_Assigned task_.
Copy out all lines of the material below in which "MigratedToAction" occurs.

_Provided data_.
· · · · ·
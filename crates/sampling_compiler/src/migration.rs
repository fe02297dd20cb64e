//! One-time migration of legacy sampler resources into unified actions.
//!
//! Migration is synthesize-if-absent keyed by the deterministic
//! [`migrated_name`]: re-running it over the same namespace creates nothing.
//! Legacy resources are never deleted; they get a `Migrated` condition
//! pointing at their counterpart.

use crate::error::{Error, Result};
use crate::handlers::ActionSet;
use crate::status::{self, Reason, MIGRATED};
use crate::store::ResourceStore;
use sampling_actions::{
    migrated_action, migrated_name, Action, Condition, ConditionStatus, LegacyAction, ObjectRef,
    ACTION_KIND,
};
use tracing::{debug, info, warn};

/// Result of migrating one namespace.
#[derive(Debug, Clone, Default, PartialEq, Eq)]
pub struct MigrationReport {
    /// Unified actions created by this run.
    pub created: Vec<ObjectRef>,
    /// Counterparts that already existed.
    pub existing: Vec<ObjectRef>,
}

impl MigrationReport {
    /// Returns true if nothing was created.
    #[must_use]
    pub fn is_noop(&self) -> bool {
        self.created.is_empty()
    }
}

/// Unified actions that a migration of `actions` would create.
#[must_use]
pub fn pending_migrations(actions: &ActionSet) -> Vec<Action> {
    actions
        .legacy()
        .iter()
        .filter(|l| !actions.has_migrated(l))
        .map(migrated_action)
        .collect()
}

fn counterpart(legacy: &LegacyAction) -> ObjectRef {
    let meta = legacy.metadata();
    ObjectRef::new(
        ACTION_KIND,
        &meta.namespace,
        migrated_name(legacy.kind(), &meta.name),
    )
}

fn migrated_condition(legacy: &LegacyAction, target: &ObjectRef) -> Condition {
    Condition::new(
        MIGRATED,
        ConditionStatus::True,
        Reason::MigratedToAction.as_str(),
        format!("migrated to {}/{}", target.kind, target.name),
        legacy.metadata().generation,
    )
}

/// Creates the unified counterpart of every legacy resource in a namespace.
///
/// # Errors
///
/// Returns the store's error if reading or creating fails. Back-reference
/// conditions on legacy resources are best-effort.
pub fn migrate_namespace(store: &dyn ResourceStore, namespace: &str) -> Result<MigrationReport> {
    let actions = ActionSet::load(store, namespace)?;
    let mut report = MigrationReport::default();

    for legacy in actions.legacy() {
        let target = counterpart(legacy);
        if actions.has_migrated(legacy) {
            report.existing.push(target.clone());
        } else {
            match store.create_action(migrated_action(legacy)) {
                Ok(created) => {
                    info!("Migrated {} to {}", legacy.object_ref(), created.object_ref());
                    report.created.push(target.clone());
                }
                Err(Error::AlreadyExists { .. }) => {
                    debug!("{} already exists", target);
                    report.existing.push(target.clone());
                }
                Err(e) => return Err(e),
            }
        }

        let condition = migrated_condition(legacy, &target);
        if let Err(e) = status::write_condition(store, &legacy.object_ref(), condition) {
            if matches!(e, Error::Cancelled(_)) {
                return Err(e);
            }
            warn!("Failed to mark {} as migrated: {}", legacy.object_ref(), e);
        }
    }

    Ok(report)
}

#[cfg(test)]
mod tests {
    use super::*;
    use crate::handlers::fixtures::{legacy_error, legacy_probabilistic};
    use crate::store::MemoryStore;
    use sampling_actions::{SamplerKind, MIGRATED_FROM_LABEL};

    fn store() -> MemoryStore {
        let store = MemoryStore::new();
        for legacy in [
            legacy_error("a", 10.0),
            legacy_error("b", 20.0),
            legacy_probabilistic("tenth", "10"),
        ] {
            store.insert_legacy(legacy).unwrap();
        }
        store
    }

    #[test]
    fn creates_one_action_per_legacy_resource() {
        let store = store();
        let report = migrate_namespace(&store, "shop").unwrap();
        assert_eq!(report.created.len(), 3);

        let action = store.action("shop", "errorsampler-a").unwrap().unwrap();
        assert_eq!(
            action.metadata.labels.get(MIGRATED_FROM_LABEL).map(String::as_str),
            Some("errorsampler.a")
        );
        assert!(!action.metadata.uid.is_empty());
    }

    #[test]
    fn second_run_is_a_noop() {
        let store = store();
        migrate_namespace(&store, "shop").unwrap();
        let before = store.list_actions("shop").unwrap();

        let report = migrate_namespace(&store, "shop").unwrap();
        assert!(report.is_noop());
        assert_eq!(report.existing.len(), 3);
        assert_eq!(store.list_actions("shop").unwrap(), before);
    }

    #[test]
    fn rerun_keeps_edits_to_migrated_actions() {
        let store = store();
        migrate_namespace(&store, "shop").unwrap();

        let mut edited = store.action("shop", "errorsampler-a").unwrap().unwrap();
        edited
            .spec
            .samplers
            .as_mut()
            .unwrap()
            .error_sampler
            .as_mut()
            .unwrap()
            .fallback_sampling_ratio = 50.0;
        let edited = store.update_action(edited).unwrap();
        assert_eq!(edited.metadata.generation, 2);

        let report = migrate_namespace(&store, "shop").unwrap();
        assert!(report.is_noop());
        let stored = store.action("shop", "errorsampler-a").unwrap().unwrap();
        assert_eq!(stored.spec, edited.spec);
        assert_eq!(stored.metadata.generation, 2);
    }

    #[test]
    fn legacy_resources_get_a_back_reference() {
        let store = store();
        migrate_namespace(&store, "shop").unwrap();

        let legacy = store.legacy("shop", SamplerKind::Error, "a").unwrap().unwrap();
        let condition = legacy.status().condition(MIGRATED).unwrap();
        assert!(condition.is_true());
        assert_eq!(condition.reason, "MigratedToAction");
        assert_eq!(condition.message, "migrated to Action/errorsampler-a");
    }

    #[test]
    fn pending_migrations_skip_migrated_resources() {
        let store = store();
        let before = ActionSet::load(&store, "shop").unwrap();
        assert_eq!(pending_migrations(&before).len(), 3);

        migrate_namespace(&store, "shop").unwrap();
        let after = ActionSet::load(&store, "shop").unwrap();
        assert!(pending_migrations(&after).is_empty());
    }

    #[test]
    fn cancelled_namespace_aborts() {
        let store = store();
        store.cancel_namespace("shop").unwrap();
        assert!(matches!(
            migrate_namespace(&store, "shop"),
            Err(Error::Cancelled(_))
        ));
    }
}
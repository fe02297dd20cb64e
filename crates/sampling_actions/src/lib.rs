//! Sampling action resources for the sampling compiler.
//!
//! This crate provides:
//! - The unified `Action` resource and the five legacy sampler kinds
//! - Sampler payload types with their `validate()` contracts
//! - Pure legacy → unified conversion
//! - Manifest loading (multi-document YAML/JSON) and JSON schemas
//!
//! # Example
//!
//! ```rust,ignore
//! use sampling_actions::{legacy_to_unified, ManifestSet};
//!
//! let set = ManifestSet::load_path("manifests/", "default")?;
//! for legacy in &set.legacy {
//!     let action = legacy_to_unified(legacy);
//!     assert!(action.samplers().is_some());
//! }
//! ```

#![deny(clippy::all)]
#![deny(clippy::pedantic)]
#![warn(clippy::nursery)]
#![allow(clippy::module_name_repetitions)]
#![allow(clippy::must_use_candidate)]

pub mod action;
pub mod convert;
pub mod error;
pub mod manifest;
pub mod meta;
pub mod sampler;

pub use action::{
    Action, ActionSpec, LegacyAction, LegacyResource, LegacySpec, SamplersConfig, ACTION_KIND,
};
pub use convert::{legacy_to_unified, migrated_action, migrated_name, MIGRATED_FROM_LABEL};
pub use error::{Error, Result, ValidationError};
pub use manifest::{resource_schemas, Manifest, ManifestSet, DEFAULT_NAMESPACE};
pub use meta::{Condition, ConditionStatus, ObjectMeta, ObjectRef, OwnerReference, Signal, Status};
pub use sampler::{SamplerKind, TypedCondition};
· · · · ·
_Finished task_.
        Reason::MigratedToAction.as_str(),
        assert_eq!(condition.reason, "MigratedToAction");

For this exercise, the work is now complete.